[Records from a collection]
⁂

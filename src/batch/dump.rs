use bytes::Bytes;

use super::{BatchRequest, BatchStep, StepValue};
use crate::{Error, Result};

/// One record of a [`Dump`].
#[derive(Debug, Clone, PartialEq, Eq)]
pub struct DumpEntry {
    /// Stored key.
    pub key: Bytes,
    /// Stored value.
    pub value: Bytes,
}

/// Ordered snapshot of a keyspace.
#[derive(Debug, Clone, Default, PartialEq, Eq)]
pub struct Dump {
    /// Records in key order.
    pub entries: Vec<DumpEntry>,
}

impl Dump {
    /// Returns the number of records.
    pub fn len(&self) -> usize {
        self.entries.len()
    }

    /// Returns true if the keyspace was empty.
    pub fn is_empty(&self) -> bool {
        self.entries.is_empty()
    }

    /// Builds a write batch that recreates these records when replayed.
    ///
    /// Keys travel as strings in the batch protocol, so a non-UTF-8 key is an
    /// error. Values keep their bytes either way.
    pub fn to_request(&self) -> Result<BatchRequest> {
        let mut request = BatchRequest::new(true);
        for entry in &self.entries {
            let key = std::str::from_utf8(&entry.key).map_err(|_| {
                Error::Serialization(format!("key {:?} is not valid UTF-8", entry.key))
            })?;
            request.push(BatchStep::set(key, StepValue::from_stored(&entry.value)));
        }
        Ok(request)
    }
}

⁂

Your goal - Check every line of the data for the string "Debug". Give the number of lines that have it, and only that.

Output below - 2